What to know
Myalgic encephalomyelitis/chronic fatigue syndrome is a disabling and complex illness that can be challenging for families to manage. Here are some tips to help you in dealing with your child’s illness.
Be an Advocate
Take an active role in managing your child's illness and encourage him or her to do the same. This allows you to make the best possible choices for his or her health.
- Learn as much as you can about ME/CFS and how it affects your child.
- Talk with your child's healthcare provider.
- Speak with school staff (teachers, counselors, nurses).
- Work with teachers and other school staff to develop an action plan.
- Educate the school and others about ME/CFS.

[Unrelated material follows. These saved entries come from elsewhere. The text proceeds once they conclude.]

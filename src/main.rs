//! Tree Validator CLI
//!
//! Validates a current directory tree against a master tree by content
//! fingerprint, optionally repairing mismatched files.

use clap::Parser;
use env_logger::Env;
use log::{error, info};
use std::path::PathBuf;
use std::process::ExitCode;

use tree_validator::{
    benchmark, reset_indexes, validate, IndexConfig, Md5Fingerprinter, ValidatorConfig,
};

const ABOUT: &str = r#"
Tree Validator - validate and repair a directory tree against a master copy

Examples:
  tree_validator /path/to/master /path/to/current           report drifted files
  tree_validator /path/to/master /path/to/current -f        overwrite drifted files from master
  tree_validator /path/to/master /path/to/current -r        drop cached indexes first
  tree_validator /path/to/master /path/to/current -b        benchmark, files are not changed

Cached indexes are stored beside each tree: _index.json for master,
index.json for current.
"#;

/// Validate a directory tree against a master copy
#[derive(Parser)]
#[command(name = "tree_validator")]
#[command(author, version, about = ABOUT, long_about = None)]
struct Cli {
    /// Directory holding the reference files
    master: PathBuf,

    /// Directory to validate against the master
    current: PathBuf,

    /// Delete the cached MASTER and CURRENT indexes before running
    #[arg(short = 'r', long)]
    reset: bool,

    /// Repeatedly index both trees to measure throughput; files are not changed
    #[arg(short = 'b', long)]
    benchmark: bool,

    /// Overwrite mismatched current files with their master copies
    #[arg(short = 'f', long)]
    force: bool,

    /// Fingerprinting threads (0 = one per CPU)
    #[arg(short = 't', long, default_value = "0")]
    threads: usize,

    /// Number of benchmark passes
    #[arg(long, default_value = "10")]
    runs: usize,

    /// Neither read nor write cached indexes
    #[arg(long)]
    no_cache: bool,

    /// Emit JSON progress lines on stderr
    #[arg(long)]
    progress: bool,

    /// Print the result as JSON
    #[arg(long)]
    json: bool,
}

fn main() -> ExitCode {
    env_logger::Builder::from_env(Env::default().default_filter_or("info")).init();

    let cli = Cli::parse();

    for (name, dir) in [("MASTER", &cli.master), ("CURRENT", &cli.current)] {
        if !dir.is_dir() {
            eprintln!("Error: Invalid {} directory specified [{}].", name, dir.display());
            eprintln!("The directory does not exist or is not accessible.");
            return ExitCode::from(2);
        }
    }

    let config = ValidatorConfig::builder()
        .index(
            IndexConfig::builder()
                .num_threads(cli.threads)
                .show_progress(cli.progress)
                .build(),
        )
        .use_cache(!cli.no_cache)
        .repair(cli.force)
        .benchmark_runs(cli.runs)
        .build();

    if cli.reset {
        if let Err(e) = reset_indexes(&cli.master, &cli.current, &config) {
            error!("Failed to delete cached indexes: {}", e);
            return ExitCode::from(1);
        }
    }

    if cli.benchmark {
        return match benchmark(&cli.master, &cli.current, Md5Fingerprinter, &config) {
            Ok(summary) => {
                if cli.json {
                    print_json(&summary);
                } else {
                    println!(
                        "Validated {} bytes in {:.2}s",
                        summary.bytes_fingerprinted, summary.total_secs
                    );
                    println!(
                        "Average cycle time {:.2}s @ {:.0} bytes/s",
                        summary.average_secs,
                        summary.bytes_per_sec()
                    );
                }
                ExitCode::SUCCESS
            }
            Err(e) => {
                error!("Benchmark failed: {}", e);
                ExitCode::from(1)
            }
        };
    }

    info!("Validating {:?} against {:?}", cli.current, cli.master);
    let summary = match validate(&cli.master, &cli.current, Md5Fingerprinter, &config) {
        Ok(summary) => summary,
        Err(e) => {
            error!("Validation failed: {}", e);
            return ExitCode::from(1);
        }
    };

    if cli.json {
        print_json(&summary);
    } else {
        for found in &summary.report.discrepancies {
            println!("{} NG", found.relative_path);
            println!(
                "\t{} -> {}",
                found.master_path.display(),
                found.current_path.display()
            );
        }
        for failure in &summary.report.repair_failures {
            println!("{} REPAIR FAILED: {}", failure.relative_path, failure.message);
        }

        let secs = summary.duration_ms as f64 / 1000.0;
        if summary.report.is_clean() {
            println!(
                "Validated {} files ({} bytes hashed) in {:.2}s",
                summary.master_files, summary.bytes_fingerprinted, secs
            );
        } else if summary.repair {
            println!("Found and fixed {} errors in {:.2}s", summary.error_count(), secs);
        } else {
            println!("Found {} errors in {:.2}s", summary.error_count(), secs);
        }
        if summary.index_errors > 0 {
            println!("{} files could not be indexed", summary.index_errors);
        }
    }

    if summary.report.repair_failures.is_empty() {
        ExitCode::SUCCESS
    } else {
        ExitCode::from(1)
    }
}

fn print_json<T: serde::Serialize>(value: &T) {
    match serde_json::to_string_pretty(value) {
        Ok(json) => println!("{}", json),
        Err(e) => error!("Failed to encode result: {}", e),
    }
}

Be Familiar with School Resources
ME/CFS can affect a student's experience at school. Fatigue, pain, and concentration or memory problems can make it hard for a child to complete homework assignments. It may also be difficult for them to participate in the classroom or attend school on a regular basis.
- Receiving a ME/CFS diagnosis will not immediately qualify a child for services.
- A child needs further evaluation and identification as needing services at school.
- Evaluation is conducted by a team from the school.
- Assessments may include in-class observations, tests, interviews, and conversations with teachers and parents.
- Parents need to give consent before a student undergoes an evaluation.
Additional services could include an Individualized Education Plan (IEP) or a 504 Plan. An IEP is a map that lays out support and services for a child to do well in school. A 504 plan lists a child's disability and how the school can help. These programs are developed with help from administrators, teachers, and parents.
More information on IEPs can be found at the Center for Parent Information and Resources website. Information on 504 plans is available on the U.S. Department of Education website. Talk to your child's school to understand and explore these plans.
Family and Social Activities
Socializing is important for children. Limited social involvement inside and outside of school, students with ME/CFS may feel isolated from their friends and peers. It can be challenging for families to be involved in social events or family activities. However, these activities are essential for the well-being of the child and family.
It is important to talk to your child's school about opportunities for your child to interact with peers. For example, the school could allow your child to participate in after-school activities or attend lunch periods. Some families find it helpful to connect with support groups to talk with other families who have a child with ME/CFS.